Schon jetzt ist klar, dass das ein Schaden für die betroffenen Kolleg/innen ist: Die offizielle Inflationsrate 2018 liegt bereits bei 1,7 %. Die frisst natürlich die Lohnerhöhungen von 2018 auf. Beispiel-Tarifvertrag 2018: Verteilt man die erstrittenen 4,3% auf die 27 Monate um, kommt man pro Jahr auf 2,1%. Tut man das nicht, gibt es eben 2019 keine Lohnerhöhung, trotz wachsender Inflation. Aber bei 2,1% pro Jahr kommen – mit den vereinbarten Einmalzahlungen – Metaller/innen auf das Jahr gerechnet auf knapp 3,4% heraus. Mit 1,7 %, Inflationsrate wird dieser Betrag glatt halbiert.
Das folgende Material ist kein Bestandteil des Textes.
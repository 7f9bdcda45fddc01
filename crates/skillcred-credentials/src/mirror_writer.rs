use chrono::{DateTime, Utc};

use skillcred_core::{CredentialRecord, LocalCredentialMirror, MirrorStatus, SubmissionId};
use skillcred_index::IndexStore;

use crate::error::MirrorWriteFailed;

/// Copy a ledger record into the submission's mirror row.
///
/// A row still pending (or failed, when the sweeper recovers a write that
/// did land) is confirmed first, so one store update takes it all the way
/// to `mirrored`.
pub(crate) fn write_mirror(
    store: &dyn IndexStore,
    submission_id: &SubmissionId,
    record: &CredentialRecord,
    now: DateTime<Utc>,
) -> Result<LocalCredentialMirror, MirrorWriteFailed> {
    store
        .update_mirror(submission_id, &mut |row: &mut LocalCredentialMirror| {
            if matches!(
                row.status,
                MirrorStatus::PendingLedgerWrite | MirrorStatus::MirrorFailed
            ) {
                row.confirm(record.id.clone(), None, now)?;
            }
            row.mirror_from(record, now)
        })
        .map_err(|source| MirrorWriteFailed {
            submission_id: submission_id.clone(),
            source,
        })
}

/// Log a mirror write the sweeper will have to repair.
pub(crate) fn log_mirror_failure(failure: &MirrorWriteFailed) {
    tracing::warn!(
        submission_id = %failure.submission_id,
        error = %failure.source,
        "credential is on the ledger but the local mirror write failed"
    );
}
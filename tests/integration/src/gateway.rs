//! A ledger gateway served over HTTP, backed by any `LedgerClient`.
//!
//! Lets tests drive `HttpLedgerClient` end to end.

use std::sync::Arc;

use axum::{
    extract::{Path, Query, State},
    http::StatusCode,
    routing::{get, post},
    Json, Router,
};
use serde::{Deserialize, Serialize};

use skillcred_core::{CredentialId, HolderId, IdempotencyKey, IssuerId};
use skillcred_ledger::{IssueRequest, LedgerClient, LedgerError};

type Ledger = Arc<dyn LedgerClient>;
type GatewayResult<T> = Result<Json<T>, (StatusCode, Json<GatewayError>)>;

#[derive(Serialize)]
struct GatewayError {
    error: String,
}

#[derive(Serialize)]
struct IssuerResponse {
    authorized: bool,
}

#[derive(Deserialize)]
struct KeyQuery {
    idempotency_key: IdempotencyKey,
}

#[derive(Deserialize)]
struct RevokeBody {
    issuer: IssuerId,
}

fn failure(err: LedgerError) -> (StatusCode, Json<GatewayError>) {
    let status = match &err {
        LedgerError::Unauthorized(_) => StatusCode::FORBIDDEN,
        LedgerError::Duplicate(_) => StatusCode::CONFLICT,
        LedgerError::NotFound(_) => StatusCode::NOT_FOUND,
        LedgerError::Rejected(_) => StatusCode::UNPROCESSABLE_ENTITY,
        LedgerError::Network(_) | LedgerError::Timeout(_) => StatusCode::BAD_GATEWAY,
    };
    (
        status,
        Json(GatewayError {
            error: err.to_string(),
        }),
    )
}

fn not_found() -> (StatusCode, Json<GatewayError>) {
    (
        StatusCode::NOT_FOUND,
        Json(GatewayError {
            error: "not found".into(),
        }),
    )
}

async fn issue(
    State(ledger): State<Ledger>,
    Json(request): Json<IssueRequest>,
) -> Result<(StatusCode, Json<skillcred_ledger::IssueReceipt>), (StatusCode, Json<GatewayError>)> {
    let receipt = ledger.issue(request).await.map_err(failure)?;
    Ok((StatusCode::CREATED, Json(receipt)))
}

async fn get_credential(
    State(ledger): State<Ledger>,
    Path(id): Path<String>,
) -> GatewayResult<skillcred_core::CredentialRecord> {
    ledger
        .get_credential(&CredentialId::new(id))
        .await
        .map_err(failure)?
        .map(Json)
        .ok_or_else(not_found)
}

async fn find_by_key(
    State(ledger): State<Ledger>,
    Query(query): Query<KeyQuery>,
) -> GatewayResult<skillcred_core::CredentialRecord> {
    ledger
        .find_by_idempotency_key(&query.idempotency_key)
        .await
        .map_err(failure)?
        .map(Json)
        .ok_or_else(not_found)
}

async fn holder_credentials(
    State(ledger): State<Ledger>,
    Path(holder): Path<String>,
) -> GatewayResult<Vec<skillcred_core::CredentialRecord>> {
    ledger
        .credentials_for_holder(&HolderId::new(holder))
        .await
        .map(Json)
        .map_err(failure)
}

async fn issuer(State(ledger): State<Ledger>, Path(addr): Path<String>) -> GatewayResult<IssuerResponse> {
    let authorized = ledger
        .is_authorized_issuer(&IssuerId::new(addr))
        .await
        .map_err(failure)?;
    Ok(Json(IssuerResponse { authorized }))
}

async fn revoke(
    State(ledger): State<Ledger>,
    Path(id): Path<String>,
    Json(body): Json<RevokeBody>,
) -> Result<StatusCode, (StatusCode, Json<GatewayError>)> {
    ledger
        .revoke(&CredentialId::new(id), &body.issuer)
        .await
        .map_err(failure)?;
    Ok(StatusCode::OK)
}

pub fn router(ledger: Ledger) -> Router {
    Router::new()
        .route("/credentials", post(issue).get(find_by_key))
        .route("/credentials/{id}", get(get_credential))
        .route("/credentials/{id}/revoke", post(revoke))
        .route("/holders/{holder}/credentials", get(holder_credentials))
        .route("/issuers/{addr}", get(issuer))
        .with_state(ledger)
}

/// Serve the gateway on an ephemeral local port and return its base URL.
pub async fn spawn(ledger: Ledger) -> std::io::Result<String> {
    let listener = tokio::net::TcpListener::bind("127.0.0.1:0").await?;
    let addr = listener.local_addr()?;
    tokio::spawn(async move {
        if let Err(e) = axum::serve(listener, router(ledger)).await {
            tracing::error!(error = %e, "test gateway stopped");
        }
    });
    Ok(format!("http://{}", addr))
}
//! Skillcred Node — entry point.
//!
//! Starts the Skillcred node with configuration from a TOML file or defaults.

mod api;
mod config;
mod node;
mod state;

use clap::Parser;
use std::path::PathBuf;
use tracing_subscriber::EnvFilter;

use config::{LogFormat, SkillcredConfig};
use node::SkillcredNode;

/// Skillcred Node
#[derive(Parser, Debug)]
#[command(name = "skillcred-node", version, about = "Skillcred credential node")]
struct Args {
    /// Path to the configuration file (TOML).
    #[arg(short, long, default_value = "skillcred.toml")]
    config: PathBuf,

    /// Override the API port.
    #[arg(long)]
    api_port: Option<u16>,

    /// Override the data directory.
    #[arg(long)]
    data_dir: Option<PathBuf>,

    /// Override the log level (trace, debug, info, warn, error).
    #[arg(long)]
    log_level: Option<String>,

    /// Generate a default config file and exit.
    #[arg(long)]
    init: bool,
}

#[tokio::main]
async fn main() -> anyhow::Result<()> {
    let args = Args::parse();

    if args.init {
        SkillcredConfig::default().save(&args.config)?;
        println!("wrote default config to {}", args.config.display());
        return Ok(());
    }

    let mut config = SkillcredConfig::load(&args.config)?;

    // Apply CLI overrides
    if let Some(api_port) = args.api_port {
        config.api.port = api_port;
    }
    if let Some(ref data_dir) = args.data_dir {
        config.storage.data_dir = data_dir.clone();
    }
    if let Some(level) = args.log_level {
        config.logging.level = level;
    }

    let filter =
        EnvFilter::try_from_default_env().unwrap_or_else(|_| EnvFilter::new(&config.logging.level));
    match config.logging.format {
        LogFormat::Text => tracing_subscriber::fmt()
            .with_env_filter(filter)
            .with_target(true)
            .init(),
        LogFormat::Json => tracing_subscriber::fmt()
            .json()
            .with_env_filter(filter)
            .with_target(true)
            .init(),
    }

    tracing::info!("Skillcred Node v{}", env!("CARGO_PKG_VERSION"));

    let mut node = SkillcredNode::new(config);
    node.start().await?;

    let shutdown = async {
        if let Err(e) = tokio::signal::ctrl_c().await {
            tracing::error!(error = %e, "failed to listen for ctrl-c");
            std::future::pending::<()>().await;
        }
        tracing::info!("received shutdown signal");
    };

    tokio::select! {
        result = node.run() => {
            if let Err(e) = result {
                tracing::error!(error = %e, "HTTP API server error");
            }
        }
        _ = shutdown => {
            tracing::info!("initiating graceful shutdown");
        }
    }

    node.shutdown().await?;
    tracing::info!("Skillcred node exited cleanly");
    Ok(())
}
Und das gilt auch 2019, wenn die Infiltrationsrate stabil bliebe.

Dabei muss noch berücksichtigt werden, dass der durchschnittliche Warenkorb der Lohnabhängigen einer wesentlich höheren Inflation ausgesetzt ist, als der gesamt-gesellschaftliche Durchschnitt; hier fallen vor allem die dramatisch wachsenden Wohnungskosten ins Gewicht. Unterm Strich bleiben pro Jahr also etwa 1%, vielleicht etwas mehr. Aber die Tarifverträge gelten weiter, die Inflation wächst ebenfalls, was von der Europäischen Zentralbank offen als Ziel ihrer Politik angegeben wird.

(Vgl. auch: https://www.arbeit-zukunft.de/2018/02/10/abschluss-tarifrunde-metall-2018-das-kennen-wir-doch-grosse-erfolgsmeldungen-aber-real-ein-harter-rueckschritt/ )
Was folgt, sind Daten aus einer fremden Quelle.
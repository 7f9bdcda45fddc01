use async_trait::async_trait;
use dashmap::DashMap;

use crate::error::ArtifactError;
use crate::traits::ArtifactStore;

/// Default upper bound for a single artifact.
pub const DEFAULT_MAX_ARTIFACT_BYTES: usize = 16 * 1024 * 1024;

/// Content hash used as an artifact reference (BLAKE3, hex).
pub fn content_hash(bytes: &[u8]) -> String {
    hex::encode(blake3::hash(bytes).as_bytes())
}

/// In-process content-addressed artifact store.
pub struct MemoryArtifactStore {
    blobs: DashMap<String, Vec<u8>>,
    max_bytes: usize,
}

impl MemoryArtifactStore {
    pub fn new() -> Self {
        Self::with_limit(DEFAULT_MAX_ARTIFACT_BYTES)
    }

    pub fn with_limit(max_bytes: usize) -> Self {
        Self {
            blobs: DashMap::new(),
            max_bytes,
        }
    }

    /// Fetch stored bytes by content hash.
    pub fn get(&self, hash: &str) -> Option<Vec<u8>> {
        self.blobs.get(hash).map(|b| b.value().clone())
    }

    pub fn len(&self) -> usize {
        self.blobs.len()
    }

    pub fn is_empty(&self) -> bool {
        self.blobs.is_empty()
    }
}

impl Default for MemoryArtifactStore {
    fn default() -> Self {
        Self::new()
    }
}

#[async_trait]
impl ArtifactStore for MemoryArtifactStore {
    async fn put(&self, bytes: Vec<u8>) -> Result<String, ArtifactError> {
        if bytes.len() > self.max_bytes {
            return Err(ArtifactError::TooLarge {
                size: bytes.len(),
                max: self.max_bytes,
            });
        }
        let hash = content_hash(&bytes);
        self.blobs.entry(hash.clone()).or_insert(bytes);
        tracing::debug!(content_hash = %hash, "artifact stored");
        Ok(hash)
    }
}
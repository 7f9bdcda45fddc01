//! `skillcred verify` — Verify a credential id or holder.

use clap::Args;
use serde::Deserialize;

use super::{error_message, unreachable, DEFAULT_ENDPOINT};

#[derive(Args, Debug)]
pub struct VerifyArgs {
    /// Credential id or holder identity.
    pub identifier: String,

    /// API endpoint of the node.
    #[arg(short, long, default_value = DEFAULT_ENDPOINT)]
    pub endpoint: String,
}

#[derive(Deserialize)]
struct Record {
    id: String,
    holder: String,
    skill: String,
    issuer: String,
}

#[derive(Deserialize)]
struct VerificationResult {
    valid: bool,
    record: Option<Record>,
    source: String,
    staleness_ms: u64,
    #[serde(default)]
    mirror_stale: bool,
}

#[derive(Deserialize)]
#[serde(tag = "kind", rename_all = "snake_case")]
enum Resolution {
    Credential(VerificationResult),
    Holder {
        holder: String,
        credentials: Vec<VerificationResult>,
    },
}

fn print_result(result: &VerificationResult) {
    let verdict = if result.valid { "VALID" } else { "INVALID" };
    match &result.record {
        Some(record) => println!("  [{}] {} ({})", verdict, record.id, record.skill),
        None => println!("  [{}]", verdict),
    }
    if let Some(record) = &result.record {
        println!("      holder: {}  issuer: {}", record.holder, record.issuer);
    }
    print!("      source: {}", result.source);
    if result.staleness_ms > 0 {
        print!(" ({}s old)", result.staleness_ms / 1000);
    }
    println!();
    if result.mirror_stale {
        println!("      local mirror was stale; reconciliation scheduled");
    }
}

pub async fn run(args: &VerifyArgs) -> anyhow::Result<()> {
    let url = format!("{}/api/v1/verify/{}", args.endpoint, args.identifier);
    let resp = reqwest::get(&url).await;

    match resp {
        Ok(r) if r.status().is_success() => match r.json::<Resolution>().await? {
            Resolution::Credential(result) => {
                println!("Credential {}:", args.identifier);
                print_result(&result);
            }
            Resolution::Holder {
                holder,
                credentials,
            } => {
                println!("Holder {} has {} credential(s):", holder, credentials.len());
                for result in &credentials {
                    print_result(result);
                }
            }
        },
        Ok(r) if r.status() == reqwest::StatusCode::NOT_FOUND => {
            println!("No credential or holder named {} exists", args.identifier);
        }
        Ok(r) if r.status() == reqwest::StatusCode::SERVICE_UNAVAILABLE => {
            println!("Could NOT CHECK {}: the ledger is unreachable", args.identifier);
            println!("  This is not a verdict; try again later.");
        }
        Ok(r) => anyhow::bail!("verification failed ({})", error_message(r).await),
        Err(e) => unreachable(&args.endpoint, &e),
    }

    Ok(())
}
Aber legal gibt es keine Möglichkeit, den Abschluss zu korrigieren. Hätte der Abschluss 2018 ehrlicherweise ca. 3,2%, aber dann auf 12 Monate, gelautet, hätten die Metaller/innen bei Metall- und Elektro jetzt ebenfalls 6% gefordert. Das ist ihnen verwehrt. Ein gutes Geschäft fürs Kapital.

Ohne Kampf, ohne Urabstimmung und Streik kein Erfolg!

Die von den Tarifkämpfen betroffenen Kolleginnen ermutigen wir: Kampfbereitschaft gegenüber dem Kapital, Bereitschaft, die Arbeit niederzulegen für vielfältige Aktionen, in Urabstimmungen und in den Streik zu gehen! Nur diese Sprache verstehen die Unternehmen, versteht das Kapital!

Aber auch kritisch in der Gewerkschaft sein! Es wäre wichtig, endlich aus dem üblichen Tarifritual auszubrechen, wo man schon anfangs ausrechnen kann, was am Ende rauskommt. Vertrauensleute und Mitglieder sollten von den Vorständen klare Kante und entschiedenen Kampf verlangen. Die Forderungen sind überhaupt nicht übertrieben, eher bescheiden! Angesichts der wachsenden Schere zwischen Arm und Reich gibt es keinen Grund für Zurückhaltung und Bescheidenheit, sondern eine volle Durchsetzung der Forderungen ist notwendig. Deshalb:

Alle gemeinsam gegen das Kapital! Und gegen die Regierungen des Kapitals!